---
source: arxiv
url: http://arxiv.org/abs/2603.08124v1
published_at: '2026-03-09T09:03:25'
authors:
- Xiang Shi
- Wenlong Huang
- Menglin Zou
- Xinhai Sun
topics:
- vision-language-action
- robot-foundation-model
- compute-aware-control
- hierarchical-policy
- feature-caching
- dexterous-manipulation
relevance_score: 0.96
run_id: materialize-outputs
language_code: en
---

# SaiVLA-0: Cerebrum--Pons--Cerebellum Tripartite Architecture for Compute-Aware Vision-Language-Action

## Summary
This paper proposes SaiVLA-0, a tripartite architecture for robotic Vision-Language-Action with a “division of labor between large and small brains,” decoupling high-level semantic understanding from high-speed low-level control and explicitly designing around compute and latency.
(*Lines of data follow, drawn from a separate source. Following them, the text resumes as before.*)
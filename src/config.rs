//! Host configuration, loaded from a TOML file.

use std::fs;
use std::path::{Path, PathBuf};

use serde::Deserialize;
use thiserror::Error;

/// Errors that can occur when loading configuration.
#[derive(Debug, Error)]
pub enum ConfigError {
    #[error("failed to read config file '{path}': {source}")]
    Read {
        path: PathBuf,
        #[source]
        source: std::io::Error,
    },

    #[error("failed to parse config file '{path}': {source}")]
    Parse {
        path: PathBuf,
        #[source]
        source: toml::de::Error,
    },
}

#[derive(Debug, Clone, Default, PartialEq, Deserialize)]
pub struct Config {
    /// Where the root-state snapshot lives. Defaults to the platform
    /// data directory.
    pub snapshot: Option<PathBuf>,
}

impl Config {
    /// Returns the path to the configuration file:
    /// `~/.config/plateful/config.toml` on Unix/macOS, or the platform
    /// equivalent via `dirs::config_dir()`.
    pub fn config_path() -> PathBuf {
        let config_dir = dirs::config_dir().unwrap_or_else(|| PathBuf::from("."));
        config_dir.join("plateful").join("config.toml")
    }

    /// Loads configuration from the default config file. A missing file
    /// is not an error; it yields `Config::default()`.
    pub fn load() -> Result<Self, ConfigError> {
        Self::load_from(&Self::config_path())
    }

    pub fn load_from(path: &Path) -> Result<Self, ConfigError> {
        if !path.exists() {
            return Ok(Config::default());
        }

        let content = fs::read_to_string(path).map_err(|e| ConfigError::Read {
            path: path.to_path_buf(),
            source: e,
        })?;

        toml::from_str(&content).map_err(|e| ConfigError::Parse {
            path: path.to_path_buf(),
            source: e,
        })
    }

    /// Effective snapshot path: the configured one, or
    /// `<data dir>/plateful/snapshot.json`.
    pub fn snapshot_path(&self) -> PathBuf {
        self.snapshot.clone().unwrap_or_else(|| {
            let data_dir = dirs::data_dir().unwrap_or_else(|| PathBuf::from("."));
            data_dir.join("plateful").join("snapshot.json")
        })
    }
}
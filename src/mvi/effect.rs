//! Base trait for effects (requested side work) in MVI architecture.

use std::fmt::Debug;
use std::hash::Hash;

/// Marker trait for effect objects.
///
/// Effects are pure descriptions of side work: "fetch dishes matching
/// query X", "persist increment for item Y". They carry no behavior,
/// only the data needed to perform the behavior in the dispatcher.
///
/// Effects form sets (a reducer never asks for the same work twice in
/// one transition), hence the `Eq + Hash` bound.
pub trait Effect: Debug + Clone + Eq + Hash + Send + 'static {}
use std::collections::BTreeMap;

use serde::{Deserialize, Serialize};

use crate::mvi::UiState;

/// A catalog entry as rendered in the dish list.
#[derive(Debug, Clone, PartialEq, Eq, Hash, Serialize, Deserialize)]
pub struct DishItem {
    pub id: String,
    pub title: String,
    pub image: String,
    pub price: u32,
}

#[derive(Debug, Clone, PartialEq, Eq, Default, Serialize, Deserialize)]
pub struct State {
    /// Current text of the search field.
    pub input: String,
    /// Whether the search field is expanded.
    pub is_search: bool,
    /// Suggested completions, short name -> number of matching dishes.
    pub suggestions: BTreeMap<String, u32>,
    pub ui_state: DishesUiState,
}

impl UiState for State {}

#[derive(Debug, Clone, PartialEq, Eq, Default, Serialize, Deserialize)]
pub enum DishesUiState {
    Loading,
    #[default]
    Empty,
    Content(Vec<DishItem>),
    Error(String),
}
The work is more like a concept-and-protocol paper, but it provides preliminary LIBERO evidence suggesting that feature caching and modular control may benefit training efficiency and success rate.

## Problem
- Existing VLA systems often couple semantic understanding and high-frequency control inside a single large model, leading to **high latency, unstable control, and high compute cost**, and they are especially prone to overfitting in small-data settings.
- Relying only on the final-layer representation of a large model often makes it difficult to capture both **global semantics** and **local geometry/contact details** at the same time; this is critical for fine manipulation and dexterous control.
- Training and evaluation often lack unified protocols for caching, prompting, calibration, and compute reporting, resulting in **poor reproducibility and unfair comparisons**.

## Approach
- The paper proposes a tripartite architecture: **Cerebrum** is a frozen large VLM that runs at low frequency and provides stable multi-layer semantic priors; **Pons Adapter** combines these high-level features with the current robot state and compresses them into executable context tokens; **Cerebellum** uses ParaCAT to output actions at high frequency.
- ParaCAT discretizes each action dimension into three classes, **-1/0/+1**, and **predicts K=20 steps in parallel in a single forward pass** rather than doing step-by-step continuous regression; it can be understood as “for each joint, only deciding whether the next small step should move forward, stay, or move backward.”
- It adopts **dual-rate scheduling**: the Cerebrum is called only once every **N=5** control chunks, while the low-level controller reuses high-level semantics; this amortizes the cost of the large model while trying to preserve task performance.
- It adopts **two-stage feature-cached training**: Stage A runs the frozen VLM offline and caches multi-layer features; Stage B trains only the Pons + Cerebellum. This reduces repeated large-model forward passes and improves training speed and reproducibility.
- It introduces **wrist ROIs** geometrically tied to the end effector, cropping high-resolution local regions from the main view that change stably with hand motion, supplementing the contact and fine-grained pose information missing from the global view.

## Results
- The paper explicitly positions itself as a **concept-and-protocol paper with preliminary evidence**, so full conclusive experiments are still not covered; the authors emphasize that they will report metrics such as success, latency, and `SR_cn` under matched GPU/resolution/batch conditions.
- In preliminary evidence on **LIBERO**, **split feature caching** reduces training time from **7.5h to 4.5h**, while increasing average success rate from **86.5% to 92.5%**; the paper states that this comparison was obtained under the **official N1.5 head-only training** setting.
- The paper also claims that **SaiVLA-0 reaches 99.0% mean success on LIBERO**, but the excerpt does not provide finer subset breakdowns, variance, baseline comparison tables, or full experimental conditions.
- The default key configuration of the system includes: **Cerebrum invocation frequency N=5**, **K=20 reused steps per forward pass**, dual-arm system action dimension **D=16**, main view **1028×800→256²**, and two wrist ROIs each at **256²**.
- The paper proposes a compute-normalized metric **`SR_cn = SuccessRate / ComputeBudget`** and argues that future comparisons should also report cold-start Cerebrum latency, Cerebellum single-step/single-forward latency, forward frequency `f_fwd`, and effective action frequency `f_eff`; however, the excerpt still contains **no complete quantitative benchmark table**.